Europa muss in den Schienenverkehr investieren, wir müssen den länderübergreifenden Fahrkartenkauf vereinfachen und es braucht einheitliche Tarife, Qualitätsstandards und Taktfahrpläne. Um zu zeigen, dass sich Bahnreisen lohnen, aber auch um die jungen Europäer*innen zu verbinden darf die EU gerne mehr leisten.

Erneuerbare Energien – eine Chance für Schleswig-Holstein!

Klar ist: Wenn wir den Klimawandel wirklich aufhalten wollen, müssen wir auch an die Energiewirtschaft ran. Der Kohleausstieg ist ein muss, auch wenn das für Menschen in der Branche große Veränderungen bedeutet. Gerade bei uns in Schleswig-Holstein zeigt sich aber, dass die großen Herausforderungen auch große Potenziale eröffnen.

Zwischen den Meeren ist die Gewinnung von Strom aus Windenergie besonders kostengünstig. Die Anbindung an die skandinavischen Länder macht uns dabei immer mehr zu einer Energiedrehscheibe zwischen ganz Deutschland und dem europäischen Norden! Schon jetzt arbeiten fast 20.000 Menschen in S-H in der Branche der Erneuerbaren Energien. Energiewende müsste also eigentlich “Energiewandel” heißen. Auf ganz Europa bezogen, könnten aus diesem Wandel die Regionen des Nordens (Wind & Wasser) und die Regionen des Südens (Sonne) als die Herzen der neuen europäischen Energiewirtschaft hervorgehen. Ein Schleswig-Holstein, das zu einem Energielieferanten Europas wird. Keine Utopie, sondern eine Frage politischen Willens. Auch das ist Klimaschutz.

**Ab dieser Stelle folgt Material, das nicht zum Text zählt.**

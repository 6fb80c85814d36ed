use std::{
    fmt::{self, Display},
    hash::Hash,
};

#[cfg(feature = "serde")]
use serde::{Deserialize, Serialize};

use crate::{
    ApplyError, ChangeStep, Table, TableIndex, ordering::table_changes_for_batch_update,
    unordered_changes,
};

/// A change to a sectioned [`Table`]: either to its list of sections or to
/// the rows of one section.
#[cfg_attr(feature = "serde", derive(Serialize, Deserialize))]
#[derive(Debug, Clone, PartialEq, Eq, Hash)]
pub enum TableChange<S, R> {
    Section(ChangeStep<S, usize>),
    Row(ChangeStep<R, TableIndex>),
}

impl<S, R> TableChange<S, R> {
    pub fn is_section(&self) -> bool { matches!(self, TableChange::Section(_)) }

    pub fn is_row(&self) -> bool { matches!(self, TableChange::Row(_)) }
}

impl<S, R> Display for TableChange<S, R>
where
    S: Display,
    R: Display,
{
    fn fmt(&self, f: &mut fmt::Formatter<'_>) -> fmt::Result {
        match self {
            TableChange::Section(step) => write!(f, "Section: {step}"),
            TableChange::Row(step) => write!(f, "Row: {step}"),
        }
    }
}

impl<S, R> Table<S, R>
where
    S: Clone,
    R: Clone,
{
    /// Returns the changes needed to build `other` from `self`, unordered.
    ///
    /// Sections are diffed first. Sections kept in place on both sides are
    /// paired up in order and their rows are diffed against each other. Row
    /// deletions and updates are tagged with positions in `self`, row
    /// insertions with positions in `other`. A row move leaves from its old
    /// section and arrives in its new one. Inserted and moved sections get a
    /// row insertion for each of their rows.
    ///
    /// Pass the result to [`apply`](Self::apply) or order it with
    /// [`table_changes_for_batch_update`] before handing it to a list view.
    ///
    /// ```
    /// use sectioned_diff::{ChangeStep, Table, TableChange, TableIndex};
    ///
    /// let old = Table::from_sections([("A", vec![1])]);
    /// let new = Table::from_sections([("A", vec![1, 2]), ("B", vec![1])]);
    ///
    /// let changes = old.changes_to_build_by_value(&new);
    /// assert!(changes.contains(&TableChange::Section(ChangeStep::Insert { item: "B", at: 1 })));
    /// assert!(changes.contains(&TableChange::Row(ChangeStep::Insert {
    ///     item: 2,
    ///     at: TableIndex::new(0, 1)
    /// })));
    ///
    /// let mut built = old.clone();
    /// built.apply(changes).unwrap();
    /// assert_eq!(built, new);
    /// ```
    pub fn changes_to_build<'a, SK, RK>(
        &'a self,
        other: &'a Self,
        mut section_identifier: impl FnMut(&'a S) -> SK,
        mut section_needs_update: impl FnMut(&S, &S) -> bool,
        mut row_identifier: impl FnMut(&'a R) -> RK,
        mut row_needs_update: impl FnMut(&R, &R) -> bool,
    ) -> Vec<TableChange<S, R>>
    where
        SK: Hash + Eq,
        RK: Hash + Eq,
    {
        let old_values: Vec<&'a S> = self.sections().map(|section| section.value()).collect();
        let new_values: Vec<&'a S> = other.sections().map(|section| section.value()).collect();

        let section_steps = unordered_changes(
            &old_values,
            &new_values,
            |value| section_identifier(*value),
            |old, new| section_needs_update(old, new),
        );

        let mut departed = vec![false; self.section_count()];
        let mut arrived = vec![false; other.section_count()];
        for step in &section_steps {
            match *step {
                ChangeStep::Delete { at, .. } => departed[at] = true,
                ChangeStep::Insert { at, .. } => arrived[at] = true,
                ChangeStep::Move { from, to, .. } => {
                    departed[from] = true;
                    arrived[to] = true;
                }
                ChangeStep::Update { .. } => {}
            }
        }

        let mut changes: Vec<TableChange<S, R>> = section_steps
            .into_iter()
            .map(|step| TableChange::Section(step.map(Clone::clone)))
            .collect();

        let from_indices: Vec<usize> = (0..departed.len())
            .filter(|&index| !departed[index])
            .collect();
        let to_indices: Vec<usize> = (0..arrived.len())
            .filter(|&index| !arrived[index])
            .collect();
        debug_assert_eq!(
            from_indices.len(),
            to_indices.len(),
            "Sections kept in place must pair up"
        );

        for (&from_index, &to_index) in from_indices.iter().zip(&to_indices) {
            trace!(from_index, to_index, "diffing rows of paired sections");

            let (Some(old_section), Some(new_section)) =
                (self.section(from_index), other.section(to_index))
            else {
                continue;
            };

            let row_steps = unordered_changes(
                old_section.rows(),
                new_section.rows(),
                &mut row_identifier,
                &mut row_needs_update,
            );

            changes.extend(row_steps.into_iter().map(|step| {
                TableChange::Row(match step {
                    ChangeStep::Insert { item, at } => ChangeStep::Insert {
                        item,
                        at: TableIndex::new(to_index, at),
                    },
                    ChangeStep::Delete { item, at } => ChangeStep::Delete {
                        item,
                        at: TableIndex::new(from_index, at),
                    },
                    ChangeStep::Move { item, from, to } => ChangeStep::Move {
                        item,
                        from: TableIndex::new(from_index, from),
                        to: TableIndex::new(to_index, to),
                    },
                    ChangeStep::Update { item, at } => ChangeStep::Update {
                        item,
                        at: TableIndex::new(from_index, at),
                    },
                })
            }));
        }

        for (section, section_arrived) in arrived.into_iter().enumerate() {
            let Some(new_section) = other.section(section).filter(|_| section_arrived) else {
                continue;
            };

            changes.extend(new_section.iter().enumerate().map(|(row, item)| {
                TableChange::Row(ChangeStep::Insert {
                    item: item.clone(),
                    at: TableIndex::new(section, row),
                })
            }));
        }

        changes
    }

    /// Applies `changes` as returned by
    /// [`changes_to_build`](Self::changes_to_build).
    ///
    /// The changes are ordered with [`table_changes_for_batch_update`] first,
    /// so any ordering of them is accepted.
    ///
    /// # Errors
    ///
    /// Returns an [`ApplyError`] if a change refers to a section or row which
    /// doesn't exist at the time it's applied. The changes applied up to that
    /// point are kept.
    pub fn apply(
        &mut self,
        changes: impl IntoIterator<Item = TableChange<S, R>>,
    ) -> Result<(), ApplyError> {
        let mut sections = std::mem::take(self).into_sections();
        let result = table_changes_for_batch_update(changes)
            .into_iter()
            .try_for_each(|change| apply_change(&mut sections, change));

        *self = Self::from_sections(sections);
        result
    }
}

impl<S, R> Table<S, R>
where
    S: Clone + Hash + Eq,
    R: Clone + Hash + Eq,
{
    /// [`changes_to_build`](Self::changes_to_build) for sections and rows
    /// which are their own identity.
    pub fn changes_to_build_by_value(&self, other: &Self) -> Vec<TableChange<S, R>> {
        self.changes_to_build(other, |section| section, |_, _| false, |row| row, |_, _| false)
    }
}

fn apply_change<S, R>(
    sections: &mut Vec<(S, Vec<R>)>,
    change: TableChange<S, R>,
) -> Result<(), ApplyError> {
    let section_count = sections.len();
    let section_out_of_bounds = |section| ApplyError::SectionOutOfBounds {
        section,
        section_count,
    };

    match change {
        TableChange::Section(ChangeStep::Update { item, at }) => {
            sections.get_mut(at).ok_or_else(|| section_out_of_bounds(at))?.0 = item;
        }
        TableChange::Section(ChangeStep::Delete { at, .. }) => {
            if at >= section_count {
                return Err(section_out_of_bounds(at));
            }
            sections.remove(at);
        }
        TableChange::Section(ChangeStep::Insert { item, at }) => {
            if at > section_count {
                return Err(section_out_of_bounds(at));
            }
            sections.insert(at, (item, Vec::new()));
        }
        TableChange::Section(ChangeStep::Move { item, from, to }) => {
            if from >= section_count || to >= section_count {
                return Err(section_out_of_bounds(from.max(to)));
            }
            let (_, rows) = sections.remove(from);
            sections.insert(to, (item, rows));
        }
        TableChange::Row(ChangeStep::Update { item, at }) => {
            *rows_of(sections, at)?
                .get_mut(at.row)
                .ok_or(ApplyError::RowOutOfBounds { index: at })? = item;
        }
        TableChange::Row(ChangeStep::Delete { at, .. }) => remove_row(sections, at).map(drop)?,
        TableChange::Row(ChangeStep::Insert { item, at }) => insert_row(sections, at, item)?,
        TableChange::Row(ChangeStep::Move { item, from, to }) => {
            remove_row(sections, from)?;
            insert_row(sections, to, item)?;
        }
    }

    Ok(())
}

fn rows_of<S, R>(
    sections: &mut [(S, Vec<R>)],
    index: TableIndex,
) -> Result<&mut Vec<R>, ApplyError> {
    let section_count = sections.len();
    sections
        .get_mut(index.section)
        .map(|(_, rows)| rows)
        .ok_or(ApplyError::SectionOutOfBounds {
            section: index.section,
            section_count,
        })
}

fn remove_row<S, R>(sections: &mut [(S, Vec<R>)], index: TableIndex) -> Result<R, ApplyError> {
    let rows = rows_of(sections, index)?;
    if index.row >= rows.len() {
        return Err(ApplyError::RowOutOfBounds { index });
    }
    Ok(rows.remove(index.row))
}

fn insert_row<S, R>(
    sections: &mut [(S, Vec<R>)],
    index: TableIndex,
    row: R,
) -> Result<(), ApplyError> {
    let rows = rows_of(sections, index)?;
    if index.row > rows.len() {
        return Err(ApplyError::RowOutOfBounds { index });
    }
    rows.insert(index.row, row);
    Ok(())
}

Wie wir den Klimawandel aufhalten können!

Es gibt also eine Menge zu tun. Konsequenter Einsatz für die Klimaziele. Die ökologische Frage darf darüber hinaus nicht länger von der sozialen Frage getrennt betrachtet werden. Wir dürfen nicht länger zulassen, dass Klimawandel und Beschäftigung gegeneinander ausgespielt werden. Die Bepreisung von Klimagasen, wie Kohlenstoff- und Stickstoffdioxid. Die Verbesserung des europaweiten Bahnangebotes. Wir brauchen klare Vereinbarungen, die die Umstellung der Energieproduktion von fossilen hin zu regenerativen Energien möglichst schnell umsetzt. Und den Ausgleich sozialer Folgen dieser großen Transformation unserer Wirtschaft. Wir brauchen eine Wertgebundene Handelspolitik auf Augenhöhe zu den Ländern des globalen Südens. Die Prinzipien von Menschenrechten, Arbeiter*innenrechten und Umweltschutz müssen Leitlinien europäischen Handels sein. All das sind wichtige Punkte, die nicht nur aufgeschrieben, sondern angepackt werden muss. Dafür braucht es politischen Willen und wir alle können bei den Europawahlen am 26. Mai dafür Sorge tragen, dass sich dieser auch im Parlament Mehrheiten findet.

Natürlich müssen wir darüber hinaus laut bleiben, auf die Straße gehen und unseren Protest formulieren, denn nur so wird Druck aufgebaut. Das können nicht nur die Schülerinnen und Schüler, sondern alle gemeinsam!